The Sisters of Mercy singles chronology
| "No Time to Cry" (1985) | "This Corrosion" (1987) | "Dominion" (1988) |

= This Corrosion =

"This Corrosion" is a song by the English rock band the Sisters of Mercy, released as the lead single from their second studio album, Floodland (1987), in September 1987. The song peaked at number 6 in Ireland, number 7 in the UK, and number 17 in Germany.

== Composition ==

"This Corrosion" was written by Andrew Eldritch and produced by Jim Steinman, and is one of the band's most well-known songs. It uses a 40-piece choir, and the LP version of the song lasts for nearly 11 minutes (with myriad single versions all substantially shorter.)

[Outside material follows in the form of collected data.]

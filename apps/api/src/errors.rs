use axum::{
    extract::multipart::MultipartError,
    http::StatusCode,
    response::{IntoResponse, Response},
    Json,
};
use serde_json::json;
use thiserror::Error;

use crate::extraction::normalizer::MalformedResponse;
use crate::llm_client::GatewayError;

/// Application-level error type.
/// Implements `IntoResponse` so Axum handlers can return `Result<T, AppError>`.
#[derive(Debug, Error)]
pub enum AppError {
    #[error("Invalid input: {0}")]
    Input(String),

    #[error("Upload too large: {0}")]
    PayloadTooLarge(String),

    #[error("Model provider error: {0}")]
    Provider(#[from] GatewayError),

    #[error(transparent)]
    MalformedResponse(#[from] MalformedResponse),
}

impl From<MultipartError> for AppError {
    fn from(e: MultipartError) -> Self {
        // Body-limit rejections surface as multipart stream errors.
        if e.status() == StatusCode::PAYLOAD_TOO_LARGE {
            AppError::PayloadTooLarge(e.body_text())
        } else {
            AppError::Input(format!("Malformed multipart upload: {}", e.body_text()))
        }
    }
}

impl AppError {
    pub fn status(&self) -> StatusCode {
        match self {
            AppError::Input(_) => StatusCode::BAD_REQUEST,
            AppError::PayloadTooLarge(_) => StatusCode::PAYLOAD_TOO_LARGE,
            _ => StatusCode::INTERNAL_SERVER_ERROR,
        }
    }
}

impl IntoResponse for AppError {
    fn into_response(self) -> Response {
        let (code, message) = match &self {
            AppError::Input(msg) => ("INPUT_ERROR", msg.clone()),
            AppError::PayloadTooLarge(msg) => ("PAYLOAD_TOO_LARGE", msg.clone()),
            AppError::Provider(e) => {
                tracing::error!("Provider error: {e}");
                (
                    "PROVIDER_ERROR",
                    "The model provider request failed".to_string(),
                )
            }
            AppError::MalformedResponse(e) => {
                tracing::error!("{e}; raw output: {}", e.raw);
                (
                    "MALFORMED_RESPONSE",
                    "The model returned output that is not valid résumé JSON".to_string(),
                )
            }
        };

        let body = Json(json!({
            "error": {
                "code": code,
                "message": message
            }
        }));

        (self.status(), body).into_response()
    }
}

#[cfg(test)]
mod tests {
    use super::*;

    #[test]
    fn test_input_error_is_bad_request() {
        let err = AppError::Input("Empty pdf_bytes provided".to_string());
        assert_eq!(err.status(), StatusCode::BAD_REQUEST);
        assert_eq!(err.into_response().status(), StatusCode::BAD_REQUEST);
    }

    #[test]
    fn test_payload_too_large_keeps_its_status() {
        let err = AppError::PayloadTooLarge("length limit exceeded".to_string());
        assert_eq!(err.into_response().status(), StatusCode::PAYLOAD_TOO_LARGE);
    }

    #[test]
    fn test_provider_error_is_server_error() {
        let err = AppError::from(GatewayError::Api {
            status: 503,
            message: "overloaded".to_string(),
        });
        assert_eq!(err.into_response().status(), StatusCode::INTERNAL_SERVER_ERROR);
    }
}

Eldritch's lyrics concern his previous band members leaving the Sisters of Mercy to form the gothic rock band the Mission. The latter's lead vocalist, Wayne Hussey, was once a guitarist for the Sisters of Mercy. The lyrics of "This Corrosion" are a parody of Hussey's style.

== Legacy ==

The track was featured in the 2013 science-fiction comedy film, The World's End, with star Simon Pegg playing a 40-something who had been a "goth"/alternative rock fan in the 1980s as a youth who still styled himself on Eldritch. The song is heard twice in the film and in the film's closing credits. The 7" version/single edit (4:27) appears on the soundtrack to the film.

== Track listing ==

While none of the mixes have names, the 7", 12", CD and cassette versions of "This Corrosion" are all different. "Colours" is an edited version on the CD and cassette singles.

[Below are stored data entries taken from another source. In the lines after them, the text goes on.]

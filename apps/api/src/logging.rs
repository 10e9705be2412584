//! Per-service diagnostic log.
//!
//! A `DiagnosticLog` is opened once at service start, installed as the global
//! tracing subscriber (stdout + append-only file), and closed at shutdown.

use std::fs::{File, OpenOptions};
use std::io::Write;
use std::path::{Path, PathBuf};
use std::sync::Arc;

use anyhow::{Context, Result};
use tracing::info;
use tracing_subscriber::{layer::SubscriberExt, util::SubscriberInitExt, EnvFilter};

use crate::config::Config;

/// Crates whose events reach the log: this library, both service binaries and
/// the HTTP trace layer.
const LOG_TARGETS: [&str; 4] = ["resume_api", "resume_parser", "cover_letter", "tower_http"];

/// Expands a bare level (`info`, `debug`) into per-target directives. A value
/// that already names targets (`resume_api=debug,hyper=info`) is used as is.
pub fn filter_directives(rust_log: &str) -> String {
    let rust_log = rust_log.trim();
    if rust_log.contains('=') {
        return rust_log.to_string();
    }
    LOG_TARGETS
        .iter()
        .map(|target| format!("{target}={rust_log}"))
        .collect::<Vec<_>>()
        .join(",")
}

pub fn log_filter(rust_log: &str) -> Result<EnvFilter> {
    EnvFilter::try_new(filter_directives(rust_log))
        .with_context(|| format!("Invalid RUST_LOG value '{rust_log}'"))
}

pub struct DiagnosticLog {
    path: PathBuf,
    file: Arc<File>,
}

impl DiagnosticLog {
    /// Opens (or creates) the log file in append mode.
    pub fn open(path: impl AsRef<Path>) -> Result<Self> {
        let path = path.as_ref().to_path_buf();
        let file = OpenOptions::new()
            .create(true)
            .append(true)
            .open(&path)
            .with_context(|| format!("Failed to open log file '{}'", path.display()))?;

        Ok(Self {
            path,
            file: Arc::new(file),
        })
    }

    pub fn path(&self) -> &Path {
        &self.path
    }

    /// Installs the process-wide subscriber: stdout plus this file, filtered by
    /// `config.rust_log`.
    pub fn install(&self, config: &Config) -> Result<()> {
        tracing_subscriber::registry()
            .with(log_filter(&config.rust_log)?)
            .with(tracing_subscriber::fmt::layer())
            .with(
                tracing_subscriber::fmt::layer()
                    .with_ansi(false)
                    .with_writer(self.file.clone()),
            )
            .try_init()
            .context("Failed to install tracing subscriber")?;

        info!("Diagnostic log: {}", self.path.display());
        Ok(())
    }

    /// Flushes buffered lines to disk. Called once at shutdown.
    pub fn close(self) -> Result<()> {
        info!("Closing diagnostic log");
        (&*self.file).flush()?;
        self.file
            .sync_all()
            .with_context(|| format!("Failed to sync log file '{}'", self.path.display()))
    }
}
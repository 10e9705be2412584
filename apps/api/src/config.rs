use std::fmt;
use std::path::PathBuf;

use thiserror::Error;

pub const DEFAULT_GEMINI_MODEL: &str = "gemini-2.5-flash-lite";
pub const DEFAULT_LMSTUDIO_MODEL: &str = "llama-3.2-3b-instruct";
const DEFAULT_MAX_UPLOAD_BYTES: usize = 10 * 1024 * 1024;

#[derive(Debug, Error)]
pub enum ConfigError {
    #[error("Required environment variable '{0}' is not set")]
    Missing(&'static str),

    #[error("Environment variable '{key}' is invalid: {reason}")]
    Invalid { key: &'static str, reason: String },
}

/// Which of the two services a process is running as.
#[derive(Debug, Clone, Copy, PartialEq, Eq)]
pub enum Service {
    ResumeParser,
    CoverLetter,
}

impl Service {
    pub fn name(self) -> &'static str {
        match self {
            Service::ResumeParser => "resume-parser",
            Service::CoverLetter => "cover-letter",
        }
    }

    fn default_port(self) -> u16 {
        match self {
            Service::ResumeParser => 8000,
            Service::CoverLetter => 8003,
        }
    }

    fn default_log_file(self) -> &'static str {
        match self {
            Service::ResumeParser => "resume_parser.log",
            Service::CoverLetter => "cover_letter_ai.log",
        }
    }
}

/// Connection settings for the model provider backing a service.
#[derive(Clone)]
pub enum ProviderConfig {
    Gemini { api_key: String, model: String },
    LmStudio { host: String, model: String },
}

impl ProviderConfig {
    pub fn name(&self) -> &'static str {
        match self {
            ProviderConfig::Gemini { .. } => "gemini",
            ProviderConfig::LmStudio { .. } => "lmstudio",
        }
    }
}

// Hand-written so the API key never reaches a log line or error message.
impl fmt::Debug for ProviderConfig {
    fn fmt(&self, f: &mut fmt::Formatter<'_>) -> fmt::Result {
        match self {
            ProviderConfig::Gemini { model, .. } => f
                .debug_struct("Gemini")
                .field("api_key", &"[redacted]")
                .field("model", model)
                .finish(),
            ProviderConfig::LmStudio { host, model } => f
                .debug_struct("LmStudio")
                .field("host", host)
                .field("model", model)
                .finish(),
        }
    }
}

/// CORS policy. `Any` mirrors the wide-open `*` the services have always shipped with.
#[derive(Debug, Clone, PartialEq, Eq)]
pub enum CorsOrigins {
    Any,
    List(Vec<String>),
}

/// Service configuration, read once from the environment at startup.
#[derive(Debug, Clone)]
pub struct Config {
    pub service: Service,
    pub provider: ProviderConfig,
    /// Loaded for parity with the frontend deployment; not used for CORS.
    pub frontend_url: Option<String>,
    pub cors_origins: CorsOrigins,
    pub port: u16,
    pub log_file: PathBuf,
    pub max_upload_bytes: usize,
    pub rust_log: String,
}

impl Config {
    pub fn from_env(service: Service) -> Result<Self, ConfigError> {
        dotenvy::dotenv().ok(); // load .env if present; ignore if missing
        Self::from_lookup(service, |key| std::env::var(key).ok())
    }

    /// Builds the config from an arbitrary key lookup. Blank values count as unset.
    pub fn from_lookup<F>(service: Service, lookup: F) -> Result<Self, ConfigError>
    where
        F: Fn(&str) -> Option<String>,
    {
        let get = |key: &str| {
            lookup(key)
                .map(|v| v.trim().to_string())
                .filter(|v| !v.is_empty())
        };
        let require = |key: &'static str| get(key).ok_or(ConfigError::Missing(key));

        let provider = match service {
            Service::ResumeParser => ProviderConfig::Gemini {
                api_key: require("GEMINI_API_KEY")?,
                model: get("GEMINI_MODEL").unwrap_or_else(|| DEFAULT_GEMINI_MODEL.to_string()),
            },
            Service::CoverLetter => ProviderConfig::LmStudio {
                host: require("SERVER_API_HOST")?,
                model: get("LMSTUDIO_MODEL")
                    .unwrap_or_else(|| DEFAULT_LMSTUDIO_MODEL.to_string()),
            },
        };

        let port = match get("PORT") {
            Some(raw) => raw.parse::<u16>().map_err(|e| ConfigError::Invalid {
                key: "PORT",
                reason: e.to_string(),
            })?,
            None => service.default_port(),
        };

        let max_upload_bytes = match get("MAX_UPLOAD_BYTES") {
            Some(raw) => raw.parse::<usize>().map_err(|e| ConfigError::Invalid {
                key: "MAX_UPLOAD_BYTES",
                reason: e.to_string(),
            })?,
            None => DEFAULT_MAX_UPLOAD_BYTES,
        };

        Ok(Config {
            service,
            provider,
            frontend_url: get("FRONTEND_URL"),
            cors_origins: parse_cors_origins(get("CORS_ALLOW_ORIGINS").as_deref()),
            port,
            log_file: get("LOG_FILE")
                .map(PathBuf::from)
                .unwrap_or_else(|| PathBuf::from(service.default_log_file())),
            max_upload_bytes,
            rust_log: get("RUST_LOG").unwrap_or_else(|| "info".to_string()),
        })
    }
}

fn parse_cors_origins(raw: Option<&str>) -> CorsOrigins {
    let origins: Vec<String> = raw
        .unwrap_or("*")
        .split(',')
        .map(str::trim)
        .filter(|o| !o.is_empty())
        .map(String::from)
        .collect();

    if origins.is_empty() || origins.iter().any(|o| o == "*") {
        CorsOrigins::Any
    } else {
        CorsOrigins::List(origins)
    }
}
//! Cover letter generation: sanitize JD → render résumé → model call → text.
//! All model calls go through llm_client.

pub mod handlers;
pub mod prompts;
pub mod render;
pub mod sanitizer;

use tracing::{debug, info};

use crate::cover_letter::prompts::{build_user_message, COVER_LETTER_SYSTEM};
use crate::cover_letter::render::render_resume;
use crate::cover_letter::sanitizer::sanitize_job_description;
use crate::errors::AppError;
use crate::llm_client::{ModelGateway, ModelRequest};
use crate::models::CoverLetterRequest;

/// Generates a cover letter for the résumé and job description. Tolerates an
/// empty JD and any missing résumé field; only provider failures are errors.
pub async fn generate_cover_letter(
    gateway: &dyn ModelGateway,
    request: CoverLetterRequest,
) -> Result<String, AppError> {
    let job_description = sanitize_job_description(request.job_description.as_deref());
    let resume = request
        .resume_data
        .as_ref()
        .map(render_resume)
        .unwrap_or_default();

    info!(
        "Generating cover letter via {} (jd: {} chars, resume: {} chars)",
        gateway.provider(),
        job_description.len(),
        resume.len()
    );

    let model_request = ModelRequest::new(build_user_message(&resume, &job_description))
        .with_system(COVER_LETTER_SYSTEM);
    let response = gateway.invoke(model_request).await?;

    info!("Response type: {}", response.kind());
    let cover_letter = response.into_text();
    debug!("Response: {cover_letter}");

    Ok(cover_letter)
}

7": Merciful Release / MR39
| No. | Title | Length |
|---|---|---|
| 1. | "This Corrosion" | 4:27 |
| 2. | "Torch" | 3:50 |

12": Merciful Release / MR39T
| No. | Title | Length |
|---|---|---|
| 1. | "This Corrosion" | 8:37 |
| 2. | "Torch" | 3:50 |
| 3. | "Colours" | 7:13 |

CD: Merciful Release / MR39CD
| No. | Title | Length |
|---|---|---|
| 1. | "This Corrosion" | 11:21 |
| 2. | "Torch" | 3:55 |
| 3. | "Colours" | 4:16 |

Cassette: Merciful Release / MR39C
| No. | Title | Length |
|---|---|---|
| 1. | "This Corrosion" | 3:59 |
| 2. | "Colours" | 4:16 |
| 3. | "This Corrosion" | 5:16 |
| 4. | "Torch" | 3:50 |

== Charts ==

| Chart (1987) | Peak position |
|---|---|
| Germany (GfK) | 17 |
| Ireland (IRMA) | 6 |
| UK Singles (OCC) | 7 |
| US Dance Club Songs (Billboard) | 38 |

== Cover versions ==

The song has been covered by several artists, including:
- In Extremo (1999)
- Gerhard Potuznik (2002)
- Lambchop on the bonus disc for their sixth studio album Is a Woman (2002)
- Godhead (2004)
- Unheilig (2004)
- Dkay.com (2004)
- Diane Birch (2010)
- Maryslim on their 2007 album A Perfect Mess with Jyrki 69 provided guest vocals.

Since 2012, some Sisters of Mercy shows feature a guest appearance by Irish singer Lisa Cuthbert who performs her cover version of "This Corrosion" on piano.

== Sampling ==

The 2001 Most Precious Blood song "Shark Ethic" samples the song's introductory choir section in its opening and final breakdown.